Bien qu'à Gaza, il est difficile d'établir des diplômes de violence israélienne, pour les Gazati, les attaques récentes du 14 mai et du 15 mai sont parmi les plus fous de l'année dernière et demie. Netanyahu, comme toujours, fait ce qu'il veut faire: il lance son message aux Palestiniens, à Trump, aux Arabes et au monde, tout, sans perdre de vue les Israéliens eux-mêmes, bien qu'à ce stade il soit douteux qu'il se soucie trop de son pays.

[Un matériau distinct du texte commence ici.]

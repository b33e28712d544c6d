use clap::{Parser, Subcommand};
use client::network::QueryClient;
use client::output::{render_report, render_reports, to_json};
use log::info;
use std::time::Duration;

#[derive(Parser, Debug)]
#[command(author, version, about, long_about = None)]
struct Args {
    /// Server address to query
    #[arg(short = 's', long, default_value = "127.0.0.1:27960")]
    server: String,

    /// How long to wait for a reply, in milliseconds
    #[arg(short = 't', long, default_value = "2000")]
    timeout_ms: u64,

    /// Print raw JSON instead of text
    #[arg(long)]
    json: bool,

    #[command(subcommand)]
    command: Command,
}

#[derive(Subcommand, Debug)]
enum Command {
    /// List every match in the log
    List,
    /// Show one match by name (case-insensitive), e.g. game_3
    Find { name: String },
}

#[tokio::main]
async fn main() -> Result<(), Box<dyn std::error::Error>> {
    env_logger::init();

    let args = Args::parse();

    let mut client =
        QueryClient::new(&args.server, Duration::from_millis(args.timeout_ms)).await?;
    info!("Querying {}", client.server_addr());

    match args.command {
        Command::List => {
            let reports = client.list_matches().await?;
            if args.json {
                println!("{}", to_json(&reports)?);
            } else {
                print!("{}", render_reports(&reports));
            }
        }
        Command::Find { name } => match client.find_match(&name).await? {
            Some(report) if args.json => println!("{}", to_json(&report)?),
            Some(report) => print!("{}", render_report(&report)),
            None => {
                eprintln!("Match '{}' not found.", name);
                std::process::exit(1);
            }
        },
    }

    Ok(())
}
use serde::{Deserialize, Serialize};
use std::collections::{BTreeMap, BTreeSet};

/// Tag that opens a new match in a server log
pub const BOUNDARY_TAG: &str = "InitGame";
/// Tag that marks a kill record
pub const KILL_TAG: &str = "Kill:";
/// Pseudo-participant credited with environmental deaths
pub const WORLD_PLAYER: &str = "<world>";
pub const MATCH_NAME_PREFIX: &str = "game_";
pub const DEFAULT_LOG_FILE: &str = "games.log";

/// Largest UDP payload we are willing to send or receive
pub const MAX_DATAGRAM_SIZE: usize = 65_507;

/// Builds the sequential name of the `ordinal`-th match (1-based)
pub fn match_name(ordinal: u32) -> String {
    format!("{}{}", MATCH_NAME_PREFIX, ordinal)
}

/// Case-insensitive comparison used for match lookups
pub fn match_name_eq(a: &str, b: &str) -> bool {
    a.to_lowercase() == b.to_lowercase()
}

#[derive(Debug, Serialize, Deserialize, Clone, PartialEq, Eq)]
pub enum Packet {
    ListMatches {
        request_id: u32,
    },
    FindMatch {
        request_id: u32,
        name: String,
    },

    MatchList {
        request_id: u32,
        matches: Vec<MatchReport>,
    },
    MatchFound {
        request_id: u32,
        report: MatchReport,
    },
    MatchNotFound {
        request_id: u32,
        name: String,
    },
    Unavailable {
        request_id: u32,
        reason: String,
    },
}

impl Packet {
    pub fn request_id(&self) -> u32 {
        match self {
            Packet::ListMatches { request_id }
            | Packet::FindMatch { request_id, .. }
            | Packet::MatchList { request_id, .. }
            | Packet::MatchFound { request_id, .. }
            | Packet::MatchNotFound { request_id, .. }
            | Packet::Unavailable { request_id, .. } => *request_id,
        }
    }

    /// True for packets a client sends to the server
    pub fn is_request(&self) -> bool {
        matches!(self, Packet::ListMatches { .. } | Packet::FindMatch { .. })
    }
}

/// Aggregated result of one match segment
#[derive(Debug, Serialize, Deserialize, Clone, PartialEq, Eq, Default)]
#[serde(rename_all = "camelCase")]
pub struct MatchReport {
    pub name: String,
    pub total_kills: u32,
    pub players: BTreeSet<String>,
    pub kills: BTreeMap<String, i32>,
}

impl MatchReport {
    pub fn new(name: impl Into<String>) -> Self {
        Self {
            name: name.into(),
            ..Self::default()
        }
    }

    pub fn score(&self, player: &str) -> Option<i32> {
        self.kills.get(player).copied()
    }

    /// Players ordered by score, highest first; ties ordered by name
    pub fn ranking(&self) -> Vec<(&str, i32)> {
        let mut ranking: Vec<(&str, i32)> = self
            .kills
            .iter()
            .map(|(player, score)| (player.as_str(), *score))
            .collect();
        ranking.sort_by(|a, b| b.1.cmp(&a.1).then_with(|| a.0.cmp(b.0)));
        ranking
    }
}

À l'occasion du plein anniversaire de La Nakba (15 mai) et avec Trump de faire le tour du Moyen-Orient, ces nouveaux matanzas à Gaza ont été plus aveugles, si possible, et plus de criminels: patients, familles familiales, déplacées surpeuplées. Il a été, par Netanyahu, sa façon d'intervenir dans la tournée, le premier à l'étranger de Trump, et qui, à l'affront du Premier ministre israélien, n'a pas traversé Tel Aviv. Trump est arrivé dans le Golfe avec l'annonce qu'il soulèvera les sanctions en Syrie, contre l'avis du Premier ministre israélien, qui bombarde différents points du territoire syrien depuis des semaines.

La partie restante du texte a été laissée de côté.